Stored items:

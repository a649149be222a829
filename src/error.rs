//! Application-wide error types.

use thiserror::Error;

/// Application-wide result type.
pub type Result<T> = std::result::Result<T, Error>;

/// Application-wide error type.
#[derive(Error, Debug)]
pub enum Error {
    #[error("Database error: {0}")]
    Database(#[from] sqlx::Error),

    #[error("Migration error: {0}")]
    Migration(#[from] sqlx::migrate::MigrateError),

    #[error("Serialization error: {0}")]
    Serialization(#[from] serde_json::Error),

    #[error("Cache error: {0}")]
    Cache(String),

    #[error("Transport error: {0}")]
    Transport(String),

    #[error("Validation error: {0}")]
    Validation(String),

    #[error("{entity_type} not found with id: {id}")]
    NotFound { entity_type: String, id: String },

    #[error("Job {id} is not completed. Current status: {status}")]
    JobNotCompleted { id: String, status: String },

    #[error("Crawl error: {0}")]
    Crawl(String),

    #[error("Configuration error: {0}")]
    Configuration(String),

    #[error("IO error: {0}")]
    Io(#[from] std::io::Error),

    #[error("Internal error: {0}")]
    Internal(String),
}

impl Error {
    pub fn not_found(entity_type: impl Into<String>, id: impl Into<String>) -> Self {
        Self::NotFound {
            entity_type: entity_type.into(),
            id: id.into(),
        }
    }

    pub fn validation(msg: impl Into<String>) -> Self {
        Self::Validation(msg.into())
    }

    pub fn cache(msg: impl Into<String>) -> Self {
        Self::Cache(msg.into())
    }

    pub fn transport(msg: impl Into<String>) -> Self {
        Self::Transport(msg.into())
    }

    pub fn config(msg: impl Into<String>) -> Self {
        Self::Configuration(msg.into())
    }

    pub fn internal(msg: impl Into<String>) -> Self {
        Self::Internal(msg.into())
    }
}
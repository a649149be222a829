//! Logging initialisation.

use tracing_subscriber::{EnvFilter, layer::SubscriberExt, util::SubscriberInitExt};

/// Default log filter directive.
pub const DEFAULT_LOG_FILTER: &str = "crawld=info,sqlx=warn,tower_http=info";

/// Initialise the global tracing subscriber.
///
/// Honours `RUST_LOG` when set, otherwise falls back to the crate default.
pub fn init() {
    tracing_subscriber::registry()
        .with(
            EnvFilter::try_from_default_env().unwrap_or_else(|_| DEFAULT_LOG_FILTER.into()),
        )
        .with(tracing_subscriber::fmt::layer())
        .init();
}
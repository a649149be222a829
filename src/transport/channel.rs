//! In-process partitioned transport.
//!
//! Reproduces the broker contract the dispatcher relies on: key-hashed
//! partition selection, per-partition FIFO delivery, manual offset commit,
//! and at-least-once redelivery of released messages.

use std::hash::{Hash, Hasher};

use async_trait::async_trait;
use parking_lot::Mutex;
use rustc_hash::FxHasher;
use tokio::sync::Notify;
use tracing::debug;

use super::{Delivery, PublishAck, TaskConsumer, TaskPublisher};
use crate::{Error, Result};

#[derive(Debug, Default)]
struct Partition {
    /// Message log; a message's offset is its index.
    entries: Vec<String>,
    /// First offset that has not been committed.
    committed: u64,
    /// Offset currently handed out and awaiting commit/release.
    in_flight: Option<u64>,
}

/// Partitioned in-process work queue.
pub struct PartitionedChannelTransport {
    partitions: Vec<Mutex<Partition>>,
    notify: Notify,
}

impl PartitionedChannelTransport {
    pub fn new(partitions: usize) -> Self {
        let partitions = partitions.max(1);
        Self {
            partitions: (0..partitions).map(|_| Mutex::new(Partition::default())).collect(),
            notify: Notify::new(),
        }
    }

    fn partition_for(&self, key: &str) -> usize {
        let mut hasher = FxHasher::default();
        key.hash(&mut hasher);
        (hasher.finish() as usize) % self.partitions.len()
    }

    fn try_next(&self) -> Option<Delivery> {
        for (idx, partition) in self.partitions.iter().enumerate() {
            let mut state = partition.lock();
            if state.in_flight.is_none() && (state.committed as usize) < state.entries.len() {
                let offset = state.committed;
                state.in_flight = Some(offset);
                return Some(Delivery {
                    partition: idx,
                    offset,
                    payload: state.entries[offset as usize].clone(),
                });
            }
        }
        None
    }

    /// Total messages not yet committed, in flight included.
    pub fn backlog(&self) -> usize {
        self.partitions
            .iter()
            .map(|p| {
                let state = p.lock();
                state.entries.len() - state.committed as usize
            })
            .sum()
    }
}

#[async_trait]
impl TaskPublisher for PartitionedChannelTransport {
    async fn publish(&self, key: &str, payload: &str) -> Result<PublishAck> {
        let idx = self.partition_for(key);
        let offset = {
            let mut state = self.partitions[idx].lock();
            let offset = state.entries.len() as u64;
            state.entries.push(payload.to_string());
            offset
        };
        debug!(partition = idx, offset, "Published task record");
        self.notify.notify_one();
        Ok(PublishAck {
            partition: idx,
            offset,
        })
    }
}

#[async_trait]
impl TaskConsumer for PartitionedChannelTransport {
    async fn recv(&self) -> Result<Delivery> {
        loop {
            let notified = self.notify.notified();
            if let Some(delivery) = self.try_next() {
                return Ok(delivery);
            }
            notified.await;
        }
    }

    async fn commit(&self, partition: usize, offset: u64) -> Result<()> {
        let mut state = self
            .partitions
            .get(partition)
            .ok_or_else(|| Error::transport(format!("unknown partition {partition}")))?
            .lock();
        if state.in_flight != Some(offset) {
            return Err(Error::transport(format!(
                "commit for partition {partition} offset {offset} does not match in-flight delivery"
            )));
        }
        state.committed = offset + 1;
        state.in_flight = None;
        drop(state);
        self.notify.notify_one();
        Ok(())
    }

    async fn release(&self, partition: usize, offset: u64) -> Result<()> {
        let mut state = self
            .partitions
            .get(partition)
            .ok_or_else(|| Error::transport(format!("unknown partition {partition}")))?
            .lock();
        if state.in_flight == Some(offset) {
            state.in_flight = None;
        }
        drop(state);
        self.notify.notify_one();
        Ok(())
    }
}
use std::sync::Arc;

use kube::Client;
use owo_colors::OwoColorize;
use tokio::sync::{Mutex, mpsc};

use super::event::VmEvent;
use crate::model::{AssociatedObjects, PendingConsoleRequest, VmDefinition};
use crate::util::colors::FG2;

/// Mutable state owned by a single VM's pipeline. Only the pump task
/// (spawned in [`VmChannel::spawn`]) ever touches this directly; everything
/// else goes through the channel's `send` and read helpers.
pub struct ChannelState {
    pub vm: Option<Arc<VmDefinition>>,
    pub last_generation: Option<i64>,
    pub associated: AssociatedObjects,
    pub pending_console: Vec<PendingConsoleRequest>,
}

impl ChannelState {
    fn new() -> Self {
        Self {
            vm: None,
            last_generation: None,
            associated: AssociatedObjects::default(),
            pending_console: Vec::new(),
        }
    }
}

/// A per-VM event sub-bus. Events published on `tx` are delivered to the
/// pump task strictly in order; handlers for other VMs run concurrently on
/// their own channels.
pub struct VmChannel {
    pub name: String,
    pub client: Client,
    pub tx: mpsc::UnboundedSender<VmEvent>,
    pub state: Mutex<ChannelState>,
}

impl VmChannel {
    /// Spawns the channel's pump task and returns a handle to it. `handler`
    /// is invoked once per event, to completion, before the next event in
    /// this channel is taken off the queue.
    pub fn spawn<H, F>(name: String, client: Client, handler: H) -> Arc<Self>
    where
        H: Fn(Arc<VmChannel>, VmEvent) -> F + Send + Sync + 'static,
        F: std::future::Future<Output = ()> + Send + 'static,
    {
        let (tx, mut rx) = mpsc::unbounded_channel();
        let channel = Arc::new(Self {
            name,
            client,
            tx,
            state: Mutex::new(ChannelState::new()),
        });

        let pump_channel = channel.clone();
        tokio::spawn(async move {
            while let Some(event) = rx.recv().await {
                handler(pump_channel.clone(), event).await;
            }
        });

        channel
    }

    pub fn publish(&self, event: VmEvent) {
        if self.tx.send(event).is_err() {
            eprintln!(
                "{} {}",
                "dropped event for channel with no running pump:".color(FG2),
                self.name
            );
        }
    }

    pub async fn current_vm(&self) -> Option<Arc<VmDefinition>> {
        self.state.lock().await.vm.clone()
    }
}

Requirement: Copy the lines from the start of the data verbatim, stopping after the line containing "String, status: String".

Response to this exercise:
repository a649149be222a829
filename src/error.rs
//! Application-wide error types.

use thiserror::Error;

/// Application-wide result type.
pub type Result<T> = std::result::Result<T, Error>;

/// Application-wide error type.
#[derive(Error, Debug)]
pub enum Error {
    #[error("Database error: {0}")]
    Database(#[from] sqlx::Error),

    #[error("Migration error: {0}")]
    Migration(#[from] sqlx::migrate::MigrateError),

    #[error("Serialization error: {0}")]
    Serialization(#[from] serde_json::Error),

    #[error("Cache error: {0}")]
    Cache(String),

    #[error("Transport error: {0}")]
    Transport(String),

    #[error("Validation error: {0}")]
    Validation(String),

    #[error("{entity_type} not found with id: {id}")]
    NotFound { entity_type: String, id: String },

    #[error("Job {id} is not completed. Current status: {status}")]
    JobNotCompleted { id: String, status: String },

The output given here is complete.